Stored items
::::
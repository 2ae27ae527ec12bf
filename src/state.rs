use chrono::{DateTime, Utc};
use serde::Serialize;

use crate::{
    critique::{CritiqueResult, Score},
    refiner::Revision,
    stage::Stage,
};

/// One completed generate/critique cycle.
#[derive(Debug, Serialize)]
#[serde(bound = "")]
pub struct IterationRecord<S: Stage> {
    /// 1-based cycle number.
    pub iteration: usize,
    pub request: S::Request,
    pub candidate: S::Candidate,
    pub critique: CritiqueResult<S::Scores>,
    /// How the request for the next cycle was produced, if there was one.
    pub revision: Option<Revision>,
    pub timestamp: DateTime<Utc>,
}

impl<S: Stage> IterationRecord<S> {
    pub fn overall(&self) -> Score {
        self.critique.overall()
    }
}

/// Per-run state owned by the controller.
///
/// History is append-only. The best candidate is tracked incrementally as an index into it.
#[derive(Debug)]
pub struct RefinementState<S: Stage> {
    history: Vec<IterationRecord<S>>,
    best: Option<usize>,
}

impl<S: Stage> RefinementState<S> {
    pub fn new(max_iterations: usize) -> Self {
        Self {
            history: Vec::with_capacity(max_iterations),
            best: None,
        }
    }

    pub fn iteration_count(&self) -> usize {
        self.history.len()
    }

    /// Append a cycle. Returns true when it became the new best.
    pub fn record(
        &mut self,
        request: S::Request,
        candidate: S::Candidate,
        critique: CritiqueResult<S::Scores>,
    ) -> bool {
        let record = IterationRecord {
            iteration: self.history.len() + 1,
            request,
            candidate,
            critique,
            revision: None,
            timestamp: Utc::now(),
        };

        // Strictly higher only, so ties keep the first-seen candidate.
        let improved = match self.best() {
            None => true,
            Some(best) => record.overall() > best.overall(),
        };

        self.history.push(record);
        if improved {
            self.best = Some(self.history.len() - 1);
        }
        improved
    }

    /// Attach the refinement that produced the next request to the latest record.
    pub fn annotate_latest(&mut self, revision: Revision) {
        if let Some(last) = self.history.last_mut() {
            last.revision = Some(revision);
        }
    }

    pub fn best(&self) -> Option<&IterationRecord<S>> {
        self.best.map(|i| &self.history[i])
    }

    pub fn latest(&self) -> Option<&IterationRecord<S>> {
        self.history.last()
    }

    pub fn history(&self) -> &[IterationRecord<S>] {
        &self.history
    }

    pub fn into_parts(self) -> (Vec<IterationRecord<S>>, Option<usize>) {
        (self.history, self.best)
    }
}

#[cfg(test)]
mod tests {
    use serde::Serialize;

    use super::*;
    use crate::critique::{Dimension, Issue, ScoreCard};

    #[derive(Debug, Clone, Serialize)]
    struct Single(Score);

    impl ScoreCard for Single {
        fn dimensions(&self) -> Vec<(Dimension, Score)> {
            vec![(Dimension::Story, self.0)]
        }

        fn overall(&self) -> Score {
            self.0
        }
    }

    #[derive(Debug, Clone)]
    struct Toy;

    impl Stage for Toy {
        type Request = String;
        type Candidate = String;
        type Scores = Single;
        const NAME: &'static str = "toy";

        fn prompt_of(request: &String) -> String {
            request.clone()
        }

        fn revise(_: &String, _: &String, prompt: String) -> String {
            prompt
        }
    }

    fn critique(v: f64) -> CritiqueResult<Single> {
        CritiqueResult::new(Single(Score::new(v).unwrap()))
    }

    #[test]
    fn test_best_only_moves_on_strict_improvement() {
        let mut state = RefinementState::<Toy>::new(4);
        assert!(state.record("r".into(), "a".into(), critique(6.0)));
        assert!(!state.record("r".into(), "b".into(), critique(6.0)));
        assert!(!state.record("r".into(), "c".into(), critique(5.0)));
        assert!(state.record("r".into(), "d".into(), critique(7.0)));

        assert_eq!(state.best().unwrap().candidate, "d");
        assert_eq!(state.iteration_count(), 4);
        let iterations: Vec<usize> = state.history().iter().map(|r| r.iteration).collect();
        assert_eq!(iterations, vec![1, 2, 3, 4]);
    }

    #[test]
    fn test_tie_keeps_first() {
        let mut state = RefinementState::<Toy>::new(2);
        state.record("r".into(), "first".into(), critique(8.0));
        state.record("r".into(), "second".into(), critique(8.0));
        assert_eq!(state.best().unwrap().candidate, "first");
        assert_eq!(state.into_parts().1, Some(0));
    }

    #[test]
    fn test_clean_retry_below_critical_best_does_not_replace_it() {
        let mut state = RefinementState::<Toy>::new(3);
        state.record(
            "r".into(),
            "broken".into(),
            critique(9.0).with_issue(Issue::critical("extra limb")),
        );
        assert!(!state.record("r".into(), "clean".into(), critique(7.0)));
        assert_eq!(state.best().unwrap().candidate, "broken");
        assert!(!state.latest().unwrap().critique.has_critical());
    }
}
::::
_What is being asked_
What is needed is a copy of every line above in which "type" appears.

_Answer section_
        type Request = String;
        type Candidate = String;
        type Scores = Single;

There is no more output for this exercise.